The optimal protein structure to use for a docking or screening simulation is identical to the protein used in the experiments, binds to a ligand very similar to the one you are trying to dock or expect to see as top-scoring binders in a screening, and comes from a high quality crystal structure.

The BLAST tool can be used to search for alternative protein structures in the PDB, using the sequence corresponding to the protein used in the experiments as input (see BLAST search against the PDB database).

The protein structure and the protein in the experiments should ideally be from the same species

If the protein structure is from the PDB, the species information can be found on pdb.org.

If the protein structure is not from the same species, or if there are introduced mutations into the protein in the experiments, it should be checked that the binding site residues are at least conserved.

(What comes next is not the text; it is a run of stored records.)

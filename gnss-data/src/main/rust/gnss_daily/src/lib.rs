#![allow(unused)]
/*
 * Copyright (c) 2024, United States Government, as represented by the
 * Administrator of the National Aeronautics and Space Administration.
 * All rights reserved.
 *
 * The RACE - Runtime for Airspace Concept Evaluation platform is licensed
 * under the Apache License, Version 2.0 (the "License"); you may not use
 * this file except in compliance with the License. You may obtain a copy
 * of the License at http://www.apache.org/licenses/LICENSE-2.0.
 *
 * Unless required by applicable law or agreed to in writing, software
 * distributed under the License is distributed on an "AS IS" BASIS,
 * WITHOUT WARRANTIES OR CONDITIONS OF ANY KIND, either express or implied.
 * See the License for the specific language governing permissions and
 * limitations under the License.
 */

//! gnss_daily - the daily-batch scheduler.
//!
//! For each date of a configured range the scheduler attempts a user supplied
//! processing callback exactly once successfully. Multiple independent scheduler
//! processes coordinate through on-disk marker files (complete/failed/lock/skip)
//! with lock expiry and takeover; an optional object store mirrors the markers
//! so workers on different machines can share a range. Callback failures become
//! fail markers, never errors of the run.

pub mod errors;
pub mod order;
pub mod subst;
pub mod markers;
mod mirror;

pub use mirror::StoreMirror;

use std::collections::HashMap;
use std::path::{Path,PathBuf};
use std::time::{Duration as StdDuration,Instant};

use chrono::{DateTime,Datelike,Utc};
use log::{debug,info,warn};
use serde::{Serialize,Deserialize};

use gnss_common::datetime::{day_of_year,deserialize_opt_duration,parse_gnss_date,serialize_opt_duration};
use gnss_common::fs::{ensure_writable_dir,remove_file_if_exists,set_file_contents};
use crate::errors::{GnssDailyError,Result,config_error};
use crate::markers::{DateState,DayMarkers,MarkerGates,COMPLETE_MARKER,FAIL_MARKER,LOCK_MARKER};
use crate::order::ProcessingOrder;
use crate::subst::{expand,expand_for_list,parse_for_spec,VarContext};

fn default_increment () -> usize { 1 }
fn default_lock_expiry () -> f64 { 0.9 }

/// scheduler configuration, loaded from a RON file
#[derive(Debug,Clone,Serialize,Deserialize)]
pub struct DailyConfig {
    pub base_dir: String,

    /// per-date working directory template, e.g. "${base_dir}/${yyyy}/${ddd}"
    pub target_dir: String,

    /// first date of the range ("yyyy-mm-dd", "yyyy/ddd" or "wwww/d")
    pub start_date: String,

    /// last date of the range (inclusive)
    pub end_date: String,

    #[serde(default)]
    pub processing_order: ProcessingOrder,

    #[serde(default = "default_increment")]
    pub date_increment: usize,

    /// user variables for ${...} substitution in target_dir and prerequisites
    #[serde(default)]
    pub variables: HashMap<String,String>,

    /// relative paths that must all exist before a date is processed:
    /// "~/x" is target-dir relative, otherwise base-dir (or object store) relative
    #[serde(default)]
    pub prerequisites: Vec<String>,

    #[serde(default = "default_lock_expiry")]
    pub lock_expiry_days: f64,

    /// a failed date is only retried once its fail marker is at least this old
    #[serde(default)]
    pub retry_interval_days: f64,

    /// dates more than this many days in the past are not retried (0 = no age gate)
    #[serde(default)]
    pub retry_max_age_days: u32,

    #[serde(default, deserialize_with = "deserialize_opt_duration", serialize_with = "serialize_opt_duration")]
    pub max_runtime: Option<StdDuration>,

    /// stop after this many processing attempts, successful or failing (0 = unlimited)
    #[serde(default)]
    pub max_days_processed_per_run: u32,

    /// checked non-blockingly at the start of every date
    #[serde(default)]
    pub stop_file: Option<String>,

    #[serde(default)]
    pub max_consecutive_fails: u32,

    #[serde(default)]
    pub max_consecutive_prerequisite_fails: u32,

    /// clean the target dir (markers excepted) before invoking the callback
    #[serde(default)]
    pub clean_on_start: bool,

    /// optional shared namespace ("s3://bucket/prefix") mirroring markers and scratch
    #[serde(default)]
    pub object_store: Option<String>
}

/// what one date's processing sees
#[derive(Debug)]
pub struct DayContext {
    pub date: DateTime<Utc>,
    pub base_dir: PathBuf,
    pub target_dir: PathBuf,
    pub vars: VarContext
}

#[derive(Debug,Default)]
pub struct RunReport {
    pub processed: u32,
    pub completed: u32,
    pub failed: u32,
    pub skipped: u32,
    pub stop_reason: Option<String>
}

enum DayOutcome {
    Completed,
    Failed(String),
    PrereqMissing(String)
}

pub struct DailyScheduler {
    cfg: DailyConfig,
    start: DateTime<Utc>,
    end: DateTime<Utc>,
    mirror: Option<StoreMirror>
}

/// mirror key prefix of a date: "yyyy/ddd"
fn date_rel (date: &DateTime<Utc>) -> String {
    format!("{:04}/{:03}", date.year(), day_of_year(date))
}

impl DailyScheduler {
    pub fn new (cfg: DailyConfig) -> Result<DailyScheduler> {
        let start = parse_gnss_date(&cfg.start_date)
            .ok_or_else(|| GnssDailyError::DateError( cfg.start_date.clone()))?;
        let end = parse_gnss_date(&cfg.end_date)
            .ok_or_else(|| GnssDailyError::DateError( cfg.end_date.clone()))?;
        if end < start {
            return Err( config_error( format!("end date {} before start date {}", cfg.end_date, cfg.start_date)));
        }

        let mirror = match &cfg.object_store {
            Some(uri) => Some( StoreMirror::new(uri)?),
            None => None
        };

        ensure_writable_dir(&cfg.base_dir)?;
        Ok( DailyScheduler { cfg, start, end, mirror })
    }

    pub fn config (&self) -> &DailyConfig { &self.cfg }

    /// the concrete dates this run would visit, in visit order
    pub fn visit_dates (&self) -> Vec<DateTime<Utc>> {
        order::visit_dates(&self.start, &self.end, self.cfg.processing_order, self.cfg.date_increment)
    }

    pub fn stop_file_path (&self) -> Option<PathBuf> {
        self.cfg.stop_file.as_ref().map( |sf| {
            let p = Path::new(sf);
            if p.is_absolute() { p.to_path_buf() } else { Path::new(&self.cfg.base_dir).join(p) }
        })
    }

    /// touch the stop file so running workers stop at their next date boundary
    pub fn request_stop (&self) -> Result<()> {
        match self.stop_file_path() {
            Some(p) => {
                set_file_contents(&p, b"stop requested\n")?;
                Ok(())
            }
            None => Err( config_error("no stop_file configured"))
        }
    }

    pub fn clear_stop (&self) -> Result<()> {
        if let Some(p) = self.stop_file_path() {
            remove_file_if_exists(&p)?;
        }
        Ok(())
    }

    pub fn day_context (&self, date: &DateTime<Utc>) -> Result<DayContext> {
        let mut vars = self.cfg.variables.clone();
        vars.insert( "base_dir".to_string(), self.cfg.base_dir.clone());

        let ctx_vars = VarContext::new(*date, vars);
        let target_dir = PathBuf::from( expand(&self.cfg.target_dir, &ctx_vars)?);

        Ok( DayContext {
            date: *date,
            base_dir: PathBuf::from(&self.cfg.base_dir),
            target_dir,
            vars: ctx_vars
        })
    }

    fn gates (&self) -> MarkerGates {
        MarkerGates {
            lock_expiry_days: self.cfg.lock_expiry_days,
            retry_interval_days: self.cfg.retry_interval_days,
            retry_max_age_days: self.cfg.retry_max_age_days
        }
    }

    /// visit the configured range once. The callback is invoked per enterable
    /// date and its failures are recorded as fail markers, never propagated
    pub async fn run<F> (&self, callback: &mut F) -> Result<RunReport>
        where F: FnMut(&DayContext) -> anyhow::Result<()>
    {
        let run_start = Instant::now();
        let mut report = RunReport::default();
        let mut consecutive_fails = 0u32;
        let mut consecutive_prereq_fails = 0u32;
        let mut skip_prereq_checks = false;
        let mut this_run_fail_markers: Vec<(PathBuf,String)> = Vec::new();

        for date in self.visit_dates() {
            if let Some(max) = self.cfg.max_runtime {
                if run_start.elapsed() >= max {
                    report.stop_reason = Some("max runtime reached".to_string());
                    break;
                }
            }
            if self.cfg.max_days_processed_per_run > 0 && report.processed >= self.cfg.max_days_processed_per_run {
                report.stop_reason = Some("max days per run reached".to_string());
                break;
            }
            if let Some(sf) = self.stop_file_path() {
                if sf.is_file() {
                    report.stop_reason = Some( format!("stop file {:?} present", sf));
                    break;
                }
            }

            let now = Utc::now();
            let ctx = self.day_context(&date)?;
            let day = DayMarkers::new(&ctx.target_dir);
            let rel = date_rel(&date);

            let lock_age = match &self.mirror {
                Some(m) => m.age( &format!("{}/{}", rel, LOCK_MARKER)).await?,
                None => None
            };
            if let Some(m) = &self.mirror {
                m.sync_down(&rel, &ctx.target_dir).await?;
            }

            let state = day.classify(&date, &now, &self.gates(), lock_age)?;
            match state {
                DateState::Skipped => {
                    report.skipped += 1;
                    debug!("date={} outcome=skipped", date.format("%Y-%m-%d"));
                    continue;
                }
                DateState::Done | DateState::Held | DateState::Busy => {
                    debug!("date={} outcome={:?}", date.format("%Y-%m-%d"), state);
                    continue;
                }
                DateState::Takeover => {
                    warn!("date={} taking over expired lock", date.format("%Y-%m-%d"));
                }
                DateState::Retry | DateState::Enterable => {}
            }

            day.write_lock(&now)?;
            if let Some(m) = &self.mirror {
                m.put( &format!("{}/{}", rel, LOCK_MARKER), b"").await?;
            }

            let started = Instant::now();
            let outcome = self.process_date(&ctx, skip_prereq_checks, callback).await?;
            let duration = started.elapsed().as_secs_f64();

            match &outcome {
                DayOutcome::Completed => {
                    day.write_complete("")?;
                    if let Some(m) = &self.mirror {
                        m.put( &format!("{}/{}", rel, COMPLETE_MARKER), b"").await?;
                        m.delete( &format!("{}/{}", rel, FAIL_MARKER)).await?;
                    }
                    report.processed += 1;
                    report.completed += 1;
                    consecutive_fails = 0;
                    consecutive_prereq_fails = 0;
                    info!("date={} outcome=complete duration={:.1}s", date.format("%Y-%m-%d"), duration);
                }
                DayOutcome::Failed(msg) => {
                    day.write_fail(msg)?;
                    if let Some(m) = &self.mirror {
                        m.put( &format!("{}/{}", rel, FAIL_MARKER), msg.as_bytes()).await?;
                    }
                    this_run_fail_markers.push( (ctx.target_dir.clone(), rel.clone()));
                    report.processed += 1;
                    report.failed += 1;
                    consecutive_fails += 1;
                    info!("date={} outcome=failed duration={:.1}s message={}", date.format("%Y-%m-%d"), duration, msg);
                }
                DayOutcome::PrereqMissing(what) => {
                    consecutive_prereq_fails += 1;
                    info!("date={} outcome=prerequisite-missing message={}", date.format("%Y-%m-%d"), what);
                }
            }

            day.release_lock()?;
            if let Some(m) = &self.mirror {
                m.delete( &format!("{}/{}", rel, LOCK_MARKER)).await?;
                m.sync_up(&rel, &ctx.target_dir).await?;
            }

            if self.cfg.max_consecutive_fails > 0 && consecutive_fails >= self.cfg.max_consecutive_fails {
                // this run is systematically broken - unwind its fail markers so the
                // next invocation retries these dates
                for (dir,rel) in &this_run_fail_markers {
                    DayMarkers::new(dir).remove_fail()?;
                    if let Some(m) = &self.mirror {
                        m.delete( &format!("{}/{}", rel, FAIL_MARKER)).await?;
                    }
                }
                report.stop_reason = Some("max consecutive fails reached".to_string());
                break;
            }
            if !skip_prereq_checks && self.cfg.max_consecutive_prerequisite_fails > 0
                && consecutive_prereq_fails >= self.cfg.max_consecutive_prerequisite_fails {
                skip_prereq_checks = true;
                warn!("{} consecutive prerequisite failures - no longer skipping on prerequisites", consecutive_prereq_fails);
            }
        }

        info!("run finished: {} processed ({} complete, {} failed), {} skipped{}",
              report.processed, report.completed, report.failed, report.skipped,
              report.stop_reason.as_ref().map( |r| format!(", stopped: {}", r)).unwrap_or_default());
        Ok(report)
    }

    async fn process_date<F> (&self, ctx: &DayContext, skip_prereq_checks: bool, callback: &mut F) -> Result<DayOutcome>
        where F: FnMut(&DayContext) -> anyhow::Result<()>
    {
        if self.cfg.clean_on_start {
            clean_scratch(&ctx.target_dir)?;
        }

        if !skip_prereq_checks {
            if let Some(missing) = self.check_prerequisites(ctx).await? {
                return Ok( DayOutcome::PrereqMissing(missing));
            }
        }

        match callback(ctx) {
            Ok(()) => Ok( DayOutcome::Completed),
            Err(e) => Ok( DayOutcome::Failed( format!("{:#}", e)))
        }
    }

    /// first missing prerequisite, None if all are present
    async fn check_prerequisites (&self, ctx: &DayContext) -> Result<Option<String>> {
        for prereq in &self.cfg.prerequisites {
            if let Some(spec) = parse_for_spec(prereq)? {
                let mut exists = |value: &str| self.local_prereq_exists(ctx, value);
                match expand_for_list(&spec, &ctx.vars, &mut exists) {
                    Ok(_) => {}
                    Err(GnssDailyError::SubstError(msg)) => return Ok( Some(msg)),
                    Err(e) => return Err(e)
                }
                continue;
            }

            let value = expand(prereq, &ctx.vars)?;
            if self.local_prereq_exists(ctx, &value) {
                continue;
            }
            if let Some(m) = &self.mirror {
                if m.exists(&value).await? {
                    continue;
                }
            }
            return Ok( Some(value));
        }
        Ok(None)
    }

    fn local_prereq_exists (&self, ctx: &DayContext, value: &str) -> bool {
        if let Some(rel) = value.strip_prefix("~/") {
            ctx.target_dir.join(rel).exists()
        } else {
            ctx.base_dir.join(value).exists()
        }
    }
}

To do that, find the protein sequence corresponding to the protein used in the experiments, e.g. using the "Search for Sequences in UniProt" tool (see UniProt (Swiss-Prot/TrEMBL) search). Extract the protein sequence of your protein structure using the "Show Sequence" option in the Side Panel of the Molecule Project (Sequences associated with the molecules). Make a sequence alignment of the two sequences using the "Create Alignment" tool (see Create an alignment). If the sequences have high sequence identity, and all amino acids found in the binding site are conserved, the structure should be fine to use.

The protein structure resolution should be as high as possible

If the protein structure is from the PDB, the resolution information can be found on pdb.org, or using the "Search for PDB Structures at NCBI" tool in the workbench.

The general uncertainty in crystal structures with lower resolution (e.g. >2.5 Å) makes it hard to reproduce a ligand binding mode to a high accuracy (<2 Å RMSD). For some low resolution structures, atoms and whole side chains are missing. If this results in an incomplete structure in the binding site, then the protein structure is not fit to be used for docking. For other low resolution structures, the side chains have been modeled fully, even though their positions are not well determined. That may result in a poor representation of the binding site. Try representing the protein or just the binding pocket residues using one of the Atom and Bonds visualizations, and select the "Color by Temperature" color scheme (Customizing the visualization). Atom positions not well defined in the protein structure will show up in clear red color, while very well determined atom positions will be blue.

The protein structure should be in complex with a ligand in the binding site

A functioning protein can in some cases take up different overall conformations, depending on whether it binds to a substrate or not. The local conformation of side chains in the binding pocket can also depend on which type of molecule is binding. The protein structure should therefore ideally be interacting with something in the binding pocket similar to the ligand being docked. If the binding site is empty in the structure, it may be that side chain conformations are not optimal for ligand interaction.